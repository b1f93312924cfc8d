//! Last-fired gates for rate-limited effects
//!
//! Every throttled effect in the daemon (lock cooldown, notification
//! interval) is the same primitive: remember when it last fired and refuse
//! to fire again until a minimum interval has passed.

use std::time::Duration;

use crate::MonotonicInstant;

/// Minimum-interval gate keyed on the last time it fired
#[derive(Debug, Clone)]
pub struct Throttle {
    /// Minimum time between two firings
    min_interval: Duration,
    /// Last time the gate fired. `None` means "long ago".
    last_fired: Option<MonotonicInstant>,
}

impl Throttle {
    /// Create a gate that has never fired, so the first attempt always passes
    pub fn new(min_interval: Duration) -> Self {
        Self {
            min_interval,
            last_fired: None,
        }
    }

    pub fn min_interval(&self) -> Duration {
        self.min_interval
    }

    pub fn last_fired(&self) -> Option<MonotonicInstant> {
        self.last_fired
    }

    /// Whether the gate would let an effect through at `now`
    pub fn is_open(&self, now: MonotonicInstant) -> bool {
        match self.last_fired {
            None => true,
            Some(last) => now.saturating_duration_since(last) >= self.min_interval,
        }
    }

    /// Record a firing at `now` regardless of the gate state
    pub fn mark(&mut self, now: MonotonicInstant) {
        self.last_fired = Some(now);
    }

    /// Fire if open. Returns `true` if the caller may perform the effect.
    pub fn try_fire(&mut self, now: MonotonicInstant) -> bool {
        if self.is_open(now) {
            self.mark(now);
            true
        } else {
            false
        }
    }

    /// Time until the gate opens again, zero if already open
    pub fn remaining(&self, now: MonotonicInstant) -> Duration {
        match self.last_fired {
            None => Duration::ZERO,
            Some(last) => self
                .min_interval
                .saturating_sub(now.saturating_duration_since(last)),
        }
    }
}

#[cfg(test)]
mod tests {
    use super::*;

    #[test]
    fn first_attempt_always_passes() {
        let mut throttle = Throttle::new(Duration::from_secs(600));
        let now = MonotonicInstant::now();

        assert!(throttle.is_open(now));
        assert!(throttle.try_fire(now));
        assert_eq!(throttle.last_fired(), Some(now));
    }

    #[test]
    fn suppresses_within_interval() {
        let mut throttle = Throttle::new(Duration::from_secs(600));
        let start = MonotonicInstant::now();

        assert!(throttle.try_fire(start));
        assert!(!throttle.try_fire(start + Duration::from_secs(100)));
        assert!(!throttle.try_fire(start + Duration::from_secs(550)));
        assert!(throttle.try_fire(start + Duration::from_secs(650)));
    }

    #[test]
    fn boundary_counts_as_open() {
        let mut throttle = Throttle::new(Duration::from_secs(60));
        let start = MonotonicInstant::now();
        throttle.mark(start);

        assert!(!throttle.is_open(start + Duration::from_secs(59)));
        assert!(throttle.is_open(start + Duration::from_secs(60)));
    }

    #[test]
    fn remaining_counts_down() {
        let mut throttle = Throttle::new(Duration::from_secs(60));
        let start = MonotonicInstant::now();
        assert_eq!(throttle.remaining(start), Duration::ZERO);

        throttle.mark(start);
        assert_eq!(
            throttle.remaining(start + Duration::from_secs(20)),
            Duration::from_secs(40)
        );
        assert_eq!(
            throttle.remaining(start + Duration::from_secs(90)),
            Duration::ZERO
        );
    }
}
//! Auxiliary trigger on running processes

use async_trait::async_trait;
use curfew_host_api::{AuxiliaryTrigger, HostResult};

use crate::names_running;

/// Fires while any of the named processes runs, whoever owns it
#[derive(Debug, Clone)]
pub struct ProcessTrigger {
    names: Vec<String>,
}

impl ProcessTrigger {
    pub fn new(names: Vec<String>) -> Self {
        Self { names }
    }

    pub fn names(&self) -> &[String] {
        &self.names
    }
}

#[async_trait]
impl AuxiliaryTrigger for ProcessTrigger {
    async fn is_active(&self) -> HostResult<bool> {
        if self.names.is_empty() {
            return Ok(false);
        }
        names_running(self.names.clone(), None).await
    }
}

#[cfg(test)]
mod tests {
    use super::*;

    #[tokio::test]
    async fn empty_list_never_fires() {
        assert!(!ProcessTrigger::new(vec![]).is_active().await.unwrap());
    }

    #[tokio::test]
    async fn absent_process_does_not_fire() {
        let trigger = ProcessTrigger::new(vec!["curfew-no-such-process".into()]);
        assert!(!trigger.is_active().await.unwrap());
    }
}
——————————
[Exercise instructions] All of the entries are to be set down again without alteration.

[Task solution]
repository b1f93312924cfc8d
//! Last-fired gates for rate-limited effects
//!
//! Every throttled effect in the daemon (lock cooldown, notification
//! interval) is the same primitive: remember when it last fired and refuse
//! to fire again until a minimum interval has passed.

use std::time::Duration;

use crate::MonotonicInstant;

/// Minimum-interval gate keyed on the last time it fired
#[derive(Debug, Clone)]
pub struct Throttle {
    /// Minimum time between two firings
    min_interval: Duration,
    /// Last time the gate fired. `None` means "long ago".
    last_fired: Option<MonotonicInstant>,
}

impl Throttle {
    /// Create a gate that has never fired, so the first attempt always passes
    pub fn new(min_interval: Duration) -> Self {
        Self {
            min_interval,
            last_fired: None,
        }
    }

    pub fn min_interval(&self) -> Duration {
        self.min_interval
    }

    pub fn last_fired(&self) -> Option<MonotonicInstant> {
        self.last_fired
    }

    /// Whether the gate would let an effect through at `now`
    pub fn is_open(&self, now: MonotonicInstant) -> bool {
        match self.last_fired {
            None => true,
            Some(last) => now.saturating_duration_since(last) >= self.min_interval,
        }
    }

    /// Record a firing at `now` regardless of the gate state
    pub fn mark(&mut self, now: MonotonicInstant) {
        self.last_fired = Some(now);
    }

    /// Fire if open. Returns `true` if the caller may perform the effect.
    pub fn try_fire(&mut self, now: MonotonicInstant) -> bool {
        if self.is_open(now) {
            self.mark(now);
            true
        } else {
            false
        }
    }

    /// Time until the gate opens again, zero if already open
    pub fn remaining(&self, now: MonotonicInstant) -> Duration {
        match self.last_fired {
            None => Duration::ZERO,
            Some(last) => self
                .min_interval
                .saturating_sub(now.saturating_duration_since(last)),
        }
    }
}

#[cfg(test)]
mod tests {
    use super::*;

    #[test]
    fn first_attempt_always_passes() {
        let mut throttle = Throttle::new(Duration::from_secs(600));
        let now = MonotonicInstant::now();

        assert!(throttle.is_open(now));
        assert!(throttle.try_fire(now));
        assert_eq!(throttle.last_fired(), Some(now));
    }

    #[test]
    fn suppresses_within_interval() {
        let mut throttle = Throttle::new(Duration::from_secs(600));
        let start = MonotonicInstant::now();

        assert!(throttle.try_fire(start));
        assert!(!throttle.try_fire(start + Duration::from_secs(100)));
        assert!(!throttle.try_fire(start + Duration::from_secs(550)));
        assert!(throttle.try_fire(start + Duration::from_secs(650)));
    }

    #[test]
    fn boundary_counts_as_open() {
        let mut throttle = Throttle::new(Duration::from_secs(60));
        let start = MonotonicInstant::now();
        throttle.mark(start);

        assert!(!throttle.is_open(start + Duration::from_secs(59)));
        assert!(throttle.is_open(start + Duration::from_secs(60)));
    }

    #[test]
    fn remaining_counts_down() {
        let mut throttle = Throttle::new(Duration::from_secs(60));
        let start = MonotonicInstant::now();
        assert_eq!(throttle.remaining(start), Duration::ZERO);

        throttle.mark(start);
        assert_eq!(
            throttle.remaining(start + Duration::from_secs(20)),
            Duration::from_secs(40)
        );
        assert_eq!(
            throttle.remaining(start + Duration::from_secs(90)),
            Duration::ZERO
        );
    }
}
//! Auxiliary trigger on running processes

use async_trait::async_trait;
use curfew_host_api::{AuxiliaryTrigger, HostResult};

use crate::names_running;

/// Fires while any of the named processes runs, whoever owns it
#[derive(Debug, Clone)]
pub struct ProcessTrigger {
    names: Vec<String>,
}

impl ProcessTrigger {
    pub fn new(names: Vec<String>) -> Self {
        Self { names }
    }

    pub fn names(&self) -> &[String] {
        &self.names
    }
}

#[async_trait]
impl AuxiliaryTrigger for ProcessTrigger {
    async fn is_active(&self) -> HostResult<bool> {
        if self.names.is_empty() {
            return Ok(false);
        }
        names_running(self.names.clone(), None).await
    }
}

#[cfg(test)]
mod tests {
    use super::*;

    #[tokio::test]
    async fn empty_list_never_fires() {
        assert!(!ProcessTrigger::new(vec![]).is_active().await.unwrap());
    }

    #[tokio::test]
    async fn absent_process_does_not_fire() {
        let trigger = ProcessTrigger::new(vec!["curfew-no-such-process".into()]);
        assert!(!trigger.is_active().await.unwrap());
    }
}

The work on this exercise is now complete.